┌────────

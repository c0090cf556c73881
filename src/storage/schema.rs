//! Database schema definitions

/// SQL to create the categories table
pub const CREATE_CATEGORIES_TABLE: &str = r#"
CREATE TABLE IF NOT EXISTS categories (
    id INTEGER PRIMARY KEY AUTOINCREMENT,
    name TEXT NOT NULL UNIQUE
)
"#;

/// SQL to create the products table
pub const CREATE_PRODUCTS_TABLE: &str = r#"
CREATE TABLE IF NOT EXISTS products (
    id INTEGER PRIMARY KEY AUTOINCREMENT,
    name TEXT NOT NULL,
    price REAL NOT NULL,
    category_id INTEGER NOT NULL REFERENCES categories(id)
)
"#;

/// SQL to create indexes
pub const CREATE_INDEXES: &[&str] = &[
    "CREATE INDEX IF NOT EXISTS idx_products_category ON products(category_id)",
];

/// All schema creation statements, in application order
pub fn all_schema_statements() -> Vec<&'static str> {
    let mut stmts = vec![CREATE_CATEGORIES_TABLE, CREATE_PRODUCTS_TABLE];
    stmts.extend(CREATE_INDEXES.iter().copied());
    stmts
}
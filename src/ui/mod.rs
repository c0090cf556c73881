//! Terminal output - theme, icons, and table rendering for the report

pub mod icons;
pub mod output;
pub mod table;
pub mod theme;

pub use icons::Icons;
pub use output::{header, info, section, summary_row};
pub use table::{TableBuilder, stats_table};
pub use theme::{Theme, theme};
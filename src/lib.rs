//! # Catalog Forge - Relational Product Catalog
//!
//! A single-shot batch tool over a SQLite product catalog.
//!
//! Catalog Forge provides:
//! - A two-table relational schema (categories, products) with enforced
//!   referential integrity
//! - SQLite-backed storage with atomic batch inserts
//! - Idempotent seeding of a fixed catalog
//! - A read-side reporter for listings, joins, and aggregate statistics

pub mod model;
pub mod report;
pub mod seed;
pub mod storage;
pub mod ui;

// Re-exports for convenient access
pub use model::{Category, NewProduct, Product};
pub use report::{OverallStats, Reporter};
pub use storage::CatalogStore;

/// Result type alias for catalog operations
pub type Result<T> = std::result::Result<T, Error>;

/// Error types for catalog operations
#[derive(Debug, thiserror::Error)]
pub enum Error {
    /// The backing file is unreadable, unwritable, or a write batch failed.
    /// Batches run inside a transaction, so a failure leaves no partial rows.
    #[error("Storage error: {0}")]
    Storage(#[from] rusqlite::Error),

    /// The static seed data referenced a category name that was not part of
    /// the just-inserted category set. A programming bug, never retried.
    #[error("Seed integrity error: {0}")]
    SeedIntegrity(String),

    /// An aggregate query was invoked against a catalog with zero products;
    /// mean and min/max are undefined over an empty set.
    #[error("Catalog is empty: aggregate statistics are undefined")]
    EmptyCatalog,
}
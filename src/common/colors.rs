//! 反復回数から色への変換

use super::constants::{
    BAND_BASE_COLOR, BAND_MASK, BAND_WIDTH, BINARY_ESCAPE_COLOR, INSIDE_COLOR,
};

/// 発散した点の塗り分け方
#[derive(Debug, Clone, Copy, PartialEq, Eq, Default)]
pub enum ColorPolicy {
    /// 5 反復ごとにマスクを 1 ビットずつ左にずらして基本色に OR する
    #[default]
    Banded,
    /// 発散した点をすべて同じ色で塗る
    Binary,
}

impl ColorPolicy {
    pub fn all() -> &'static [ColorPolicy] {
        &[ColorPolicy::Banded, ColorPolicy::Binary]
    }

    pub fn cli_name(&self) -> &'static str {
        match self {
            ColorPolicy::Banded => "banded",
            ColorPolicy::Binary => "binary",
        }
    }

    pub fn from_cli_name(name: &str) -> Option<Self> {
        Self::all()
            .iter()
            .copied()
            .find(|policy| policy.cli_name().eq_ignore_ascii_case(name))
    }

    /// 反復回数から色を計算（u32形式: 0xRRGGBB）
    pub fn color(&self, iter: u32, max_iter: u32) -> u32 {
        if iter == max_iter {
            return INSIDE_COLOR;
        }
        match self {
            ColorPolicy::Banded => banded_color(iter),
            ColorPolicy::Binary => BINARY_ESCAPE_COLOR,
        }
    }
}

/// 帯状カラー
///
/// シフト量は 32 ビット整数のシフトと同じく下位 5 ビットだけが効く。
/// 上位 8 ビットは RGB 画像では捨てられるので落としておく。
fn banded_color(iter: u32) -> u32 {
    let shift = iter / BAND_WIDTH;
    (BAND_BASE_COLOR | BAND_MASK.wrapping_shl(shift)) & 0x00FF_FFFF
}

└────────
┌────────

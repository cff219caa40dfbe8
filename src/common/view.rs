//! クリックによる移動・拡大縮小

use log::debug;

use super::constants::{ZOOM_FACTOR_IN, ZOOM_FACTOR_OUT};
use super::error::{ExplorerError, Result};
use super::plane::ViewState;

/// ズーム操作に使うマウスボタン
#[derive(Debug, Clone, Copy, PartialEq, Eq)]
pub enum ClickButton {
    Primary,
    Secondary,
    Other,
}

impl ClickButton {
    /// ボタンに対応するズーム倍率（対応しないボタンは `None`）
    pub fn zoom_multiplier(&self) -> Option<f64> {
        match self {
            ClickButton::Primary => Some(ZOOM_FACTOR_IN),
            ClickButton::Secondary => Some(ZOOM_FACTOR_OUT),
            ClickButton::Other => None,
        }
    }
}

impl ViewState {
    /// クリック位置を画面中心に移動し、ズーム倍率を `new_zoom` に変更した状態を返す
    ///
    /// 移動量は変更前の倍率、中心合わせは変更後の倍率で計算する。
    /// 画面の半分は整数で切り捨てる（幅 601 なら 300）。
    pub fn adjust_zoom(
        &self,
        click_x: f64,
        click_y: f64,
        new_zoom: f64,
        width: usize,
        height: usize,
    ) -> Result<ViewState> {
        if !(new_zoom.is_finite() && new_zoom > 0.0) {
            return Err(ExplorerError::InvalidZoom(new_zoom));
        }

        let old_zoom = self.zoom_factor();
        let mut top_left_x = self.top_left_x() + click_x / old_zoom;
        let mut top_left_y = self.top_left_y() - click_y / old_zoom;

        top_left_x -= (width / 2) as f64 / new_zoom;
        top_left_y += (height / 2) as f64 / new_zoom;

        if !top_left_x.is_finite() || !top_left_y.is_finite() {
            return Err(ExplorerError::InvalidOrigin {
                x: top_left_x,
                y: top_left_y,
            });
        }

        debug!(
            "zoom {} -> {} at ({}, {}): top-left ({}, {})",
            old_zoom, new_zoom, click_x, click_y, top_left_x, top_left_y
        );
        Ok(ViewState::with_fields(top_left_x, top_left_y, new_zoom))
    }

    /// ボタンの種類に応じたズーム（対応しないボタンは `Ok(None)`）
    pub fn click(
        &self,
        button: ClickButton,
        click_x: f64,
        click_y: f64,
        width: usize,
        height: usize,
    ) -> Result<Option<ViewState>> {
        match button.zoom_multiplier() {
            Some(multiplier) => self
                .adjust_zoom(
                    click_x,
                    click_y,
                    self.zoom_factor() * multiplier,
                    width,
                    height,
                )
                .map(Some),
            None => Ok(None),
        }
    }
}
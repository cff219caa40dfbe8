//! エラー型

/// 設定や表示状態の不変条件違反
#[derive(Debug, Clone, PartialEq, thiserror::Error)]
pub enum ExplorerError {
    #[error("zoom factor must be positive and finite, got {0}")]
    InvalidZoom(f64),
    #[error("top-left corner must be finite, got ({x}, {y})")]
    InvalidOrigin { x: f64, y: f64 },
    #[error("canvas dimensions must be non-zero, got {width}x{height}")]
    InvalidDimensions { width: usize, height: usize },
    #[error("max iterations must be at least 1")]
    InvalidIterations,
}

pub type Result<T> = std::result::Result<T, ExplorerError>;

└────────

Task details -> In the listing above, find every line with the word "Some" and copy it.

Solution ->
            ClickButton::Primary => Some(ZOOM_FACTOR_IN),
            ClickButton::Secondary => Some(ZOOM_FACTOR_OUT),
            Some(multiplier) => self
                .map(Some),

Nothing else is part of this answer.